- WHAT YOU HAVE TO DO -
Exactly as they appear, copy the lines from the start of the entries below to the line containing "a browser session.", both ends included.

- INPUT FOR THIS TASK -
........
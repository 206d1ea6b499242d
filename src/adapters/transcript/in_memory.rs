//! In-memory transcript store.
//!
//! Keeps each session's transcript in process memory. Transcripts are lost on
//! restart, which matches the lifetime of a browser session.

use async_trait::async_trait;
use std::collections::HashMap;
use tokio::sync::RwLock;

use crate::domain::foundation::SessionKey;
use crate::domain::transcript::TranscriptEntry;
use crate::ports::{TranscriptError, TranscriptStore};

/// Default per-session entry cap.
pub const DEFAULT_MAX_ENTRIES: usize = 100;

/// Default cap on the number of sessions held at once.
pub const DEFAULT_MAX_SESSIONS: usize = 1_000;

/// One session's entries plus when it was last written.
#[derive(Debug, Default)]
struct SessionTranscript {
    entries: Vec<TranscriptEntry>,
    last_append: u64,
}

#[derive(Debug, Default)]
struct Sessions {
    by_key: HashMap<SessionKey, SessionTranscript>,
    /// Monotonic append counter used to order sessions by recency.
    appends: u64,
}

impl Sessions {
    /// Drops the session written to least recently.
    fn evict_stalest(&mut self) -> Option<SessionKey> {
        let stalest = self
            .by_key
            .iter()
            .min_by_key(|(_, transcript)| transcript.last_append)
            .map(|(key, _)| key.clone())?;
        self.by_key.remove(&stalest);
        Some(stalest)
    }
}

/// In-memory transcript store with per-session and session-count caps.
///
/// When a session reaches its entry cap the oldest entry is dropped on
/// append. When a new session arrives and the store already holds
/// `max_sessions`, the session with the oldest last append is evicted.
///
/// # Example
///
/// ```ignore
/// let store = InMemoryTranscriptStore::new()
///     .with_max_entries(20)
///     .with_max_sessions(500);
/// store.append(&session, entry).await?;
/// assert_eq!(store.list(&session).await?.len(), 1);
/// ```
#[derive(Debug)]
pub struct InMemoryTranscriptStore {
    sessions: RwLock<Sessions>,
    max_entries: usize,
    max_sessions: usize,
}

impl InMemoryTranscriptStore {
    /// Creates an empty store with [`DEFAULT_MAX_ENTRIES`] and
    /// [`DEFAULT_MAX_SESSIONS`].
    pub fn new() -> Self {
        Self {
            sessions: RwLock::new(Sessions::default()),
            max_entries: DEFAULT_MAX_ENTRIES,
            max_sessions: DEFAULT_MAX_SESSIONS,
        }
    }

    /// Sets the per-session cap. A cap of zero is treated as one.
    pub fn with_max_entries(mut self, max_entries: usize) -> Self {
        self.max_entries = max_entries.max(1);
        self
    }

    /// Sets the session-count cap. A cap of zero is treated as one.
    pub fn with_max_sessions(mut self, max_sessions: usize) -> Self {
        self.max_sessions = max_sessions.max(1);
        self
    }

    /// Returns the number of sessions with at least one entry.
    pub async fn session_count(&self) -> usize {
        self.sessions.read().await.by_key.len()
    }
}

impl Default for InMemoryTranscriptStore {
    fn default() -> Self {
        Self::new()
    }
}

#[async_trait]
impl TranscriptStore for InMemoryTranscriptStore {
    async fn append(
        &self,
        session: &SessionKey,
        entry: TranscriptEntry,
    ) -> Result<(), TranscriptError> {
        let mut sessions = self.sessions.write().await;

        if !sessions.by_key.contains_key(session) {
            while sessions.by_key.len() >= self.max_sessions {
                let Some(evicted) = sessions.evict_stalest() else {
                    break;
                };
                tracing::debug!(session = %evicted, "Session cap reached, evicted transcript");
            }
        }

        sessions.appends += 1;
        let stamp = sessions.appends;
        let transcript = sessions.by_key.entry(session.clone()).or_default();
        transcript.last_append = stamp;

        let entries = &mut transcript.entries;
        if entries.len() >= self.max_entries {
            let overflow = entries.len() + 1 - self.max_entries;
            entries.drain(..overflow);
            tracing::debug!(session = %session, dropped = overflow, "Transcript cap reached");
        }
        entries.push(entry);
        Ok(())
    }

    async fn list(&self, session: &SessionKey) -> Result<Vec<TranscriptEntry>, TranscriptError> {
        Ok(self
            .sessions
            .read()
            .await
            .by_key
            .get(session)
            .map(|transcript| transcript.entries.clone())
            .unwrap_or_default())
    }

    async fn clear(&self, session: &SessionKey) -> Result<usize, TranscriptError> {
        Ok(self
            .sessions
            .write()
            .await
            .by_key
            .remove(session)
            .map(|transcript| transcript.entries.len())
            .unwrap_or(0))
    }
}

#[cfg(test)]
mod tests {
    use super::*;
    use crate::domain::input::InputSource;
    use crate::domain::transcript::EntryOutcome;
    use std::sync::Arc;

    fn entry(input: &str) -> TranscriptEntry {
        TranscriptEntry::new(
            input,
            InputSource::Text,
            EntryOutcome::Answered {
                text: format!("answer to {}", input),
            },
        )
    }

    fn session(key: &str) -> SessionKey {
        SessionKey::new(key).unwrap()
    }

    #[tokio::test]
    async fn list_returns_entries_oldest_first() {
        let store = InMemoryTranscriptStore::new();
        let s = session("a");
        store.append(&s, entry("one")).await.unwrap();
        store.append(&s, entry("two")).await.unwrap();

        let entries = store.list(&s).await.unwrap();
        let inputs: Vec<_> = entries.iter().map(|e| e.input.as_str()).collect();
        assert_eq!(inputs, vec!["one", "two"]);
    }

    #[tokio::test]
    async fn unknown_session_lists_empty() {
        let store = InMemoryTranscriptStore::new();
        assert!(store.list(&session("nobody")).await.unwrap().is_empty());
    }

    #[tokio::test]
    async fn sessions_are_isolated() {
        let store = InMemoryTranscriptStore::new();
        store.append(&session("a"), entry("for a")).await.unwrap();
        store.append(&session("b"), entry("for b")).await.unwrap();

        let a = store.list(&session("a")).await.unwrap();
        assert_eq!(a.len(), 1);
        assert_eq!(a[0].input, "for a");
        assert_eq!(store.session_count().await, 2);
    }

    #[tokio::test]
    async fn cap_drops_oldest_entries() {
        let store = InMemoryTranscriptStore::new().with_max_entries(2);
        let s = session("a");
        for input in ["one", "two", "three"] {
            store.append(&s, entry(input)).await.unwrap();
        }

        let inputs: Vec<_> = store
            .list(&s)
            .await
            .unwrap()
            .into_iter()
            .map(|e| e.input)
            .collect();
        assert_eq!(inputs, vec!["two", "three"]);
    }

    #[tokio::test]
    async fn clear_removes_session_entries() {
        let store = InMemoryTranscriptStore::new();
        let s = session("a");
        store.append(&s, entry("one")).await.unwrap();
        store.append(&s, entry("two")).await.unwrap();

        assert_eq!(store.clear(&s).await.unwrap(), 2);
        assert!(store.list(&s).await.unwrap().is_empty());
        assert_eq!(store.clear(&s).await.unwrap(), 0);
    }

    #[tokio::test]
    async fn session_count_stays_within_cap() {
        let store = InMemoryTranscriptStore::new()
            .with_max_entries(1)
            .with_max_sessions(50);

        for i in 0..2_000 {
            store
                .append(&session(&format!("visitor-{}", i)), entry("hi"))
                .await
                .unwrap();
        }

        assert_eq!(store.session_count().await, 50);
        assert!(store.list(&session("visitor-0")).await.unwrap().is_empty());
        assert_eq!(store.list(&session("visitor-1999")).await.unwrap().len(), 1);
    }

    #[tokio::test]
    async fn eviction_spares_recently_written_sessions() {
        let store = InMemoryTranscriptStore::new().with_max_sessions(2);
        store.append(&session("old"), entry("one")).await.unwrap();
        store.append(&session("active"), entry("two")).await.unwrap();
        store.append(&session("old"), entry("three")).await.unwrap();

        store.append(&session("new"), entry("four")).await.unwrap();

        assert_eq!(store.session_count().await, 2);
        assert_eq!(store.list(&session("old")).await.unwrap().len(), 2);
        assert!(store.list(&session("active")).await.unwrap().is_empty());
        assert_eq!(store.list(&session("new")).await.unwrap().len(), 1);
    }

    #[tokio::test]
    async fn existing_session_at_cap_is_not_evicted() {
        let store = InMemoryTranscriptStore::new().with_max_sessions(1);
        let s = session("only");
        store.append(&s, entry("one")).await.unwrap();
        store.append(&s, entry("two")).await.unwrap();

        assert_eq!(store.session_count().await, 1);
        assert_eq!(store.list(&s).await.unwrap().len(), 2);
    }

    #[tokio::test]
    async fn concurrent_appends_are_all_kept() {
        let store = Arc::new(InMemoryTranscriptStore::new());
        let s = session("busy");

        let tasks: Vec<_> = (0..20)
            .map(|i| {
                let store = Arc::clone(&store);
                let s = s.clone();
                tokio::spawn(async move { store.append(&s, entry(&i.to_string())).await })
            })
            .collect();
        for task in tasks {
            task.await.unwrap().unwrap();
        }

        assert_eq!(store.list(&s).await.unwrap().len(), 20);
    }
}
........
- SOLUTION FOR THIS PROBLEM -
repository 206d1ea6b499242d
filename src/adapters/transcript/in_memory.rs
//! In-memory transcript store.
//!
//! Keeps each session's transcript in process memory. Transcripts are lost on
//! restart, which matches the lifetime of a browser session.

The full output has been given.